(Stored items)
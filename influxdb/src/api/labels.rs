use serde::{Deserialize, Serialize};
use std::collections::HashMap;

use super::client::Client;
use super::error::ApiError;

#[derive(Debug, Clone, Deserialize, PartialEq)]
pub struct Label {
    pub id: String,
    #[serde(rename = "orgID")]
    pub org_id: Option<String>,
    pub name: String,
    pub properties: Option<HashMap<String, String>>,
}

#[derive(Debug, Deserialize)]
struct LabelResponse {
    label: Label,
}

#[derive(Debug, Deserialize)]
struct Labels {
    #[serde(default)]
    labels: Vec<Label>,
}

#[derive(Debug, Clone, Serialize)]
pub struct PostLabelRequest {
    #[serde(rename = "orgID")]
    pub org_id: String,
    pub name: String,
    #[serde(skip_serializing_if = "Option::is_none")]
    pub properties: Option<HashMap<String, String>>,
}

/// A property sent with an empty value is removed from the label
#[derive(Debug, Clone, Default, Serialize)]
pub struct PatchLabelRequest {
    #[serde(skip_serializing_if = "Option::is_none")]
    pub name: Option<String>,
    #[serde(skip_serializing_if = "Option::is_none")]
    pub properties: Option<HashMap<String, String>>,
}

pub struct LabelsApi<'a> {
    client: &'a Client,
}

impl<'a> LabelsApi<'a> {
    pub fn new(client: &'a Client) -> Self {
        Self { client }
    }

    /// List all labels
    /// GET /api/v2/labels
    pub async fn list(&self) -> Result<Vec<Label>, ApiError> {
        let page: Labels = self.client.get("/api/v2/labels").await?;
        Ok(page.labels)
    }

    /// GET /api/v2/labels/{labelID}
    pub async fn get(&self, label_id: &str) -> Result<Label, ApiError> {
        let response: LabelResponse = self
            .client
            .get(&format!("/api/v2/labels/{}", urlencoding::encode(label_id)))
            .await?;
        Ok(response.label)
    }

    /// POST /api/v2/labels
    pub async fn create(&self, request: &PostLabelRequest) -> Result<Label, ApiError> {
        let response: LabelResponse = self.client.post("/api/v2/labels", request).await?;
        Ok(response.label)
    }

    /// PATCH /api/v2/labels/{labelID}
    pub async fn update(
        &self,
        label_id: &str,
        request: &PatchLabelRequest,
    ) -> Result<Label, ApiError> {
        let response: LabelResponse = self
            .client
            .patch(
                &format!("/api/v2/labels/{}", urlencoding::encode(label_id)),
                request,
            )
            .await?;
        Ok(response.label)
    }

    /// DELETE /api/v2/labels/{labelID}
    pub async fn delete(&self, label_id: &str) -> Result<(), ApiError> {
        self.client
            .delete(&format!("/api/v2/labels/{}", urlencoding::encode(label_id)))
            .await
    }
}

- TASK:
Pull out every line holding "PostLabelRequest" from the records above, and copy it.

- YOUR SOLUTION:
pub struct PostLabelRequest {
    pub async fn create(&self, request: &PostLabelRequest) -> Result<Label, ApiError> {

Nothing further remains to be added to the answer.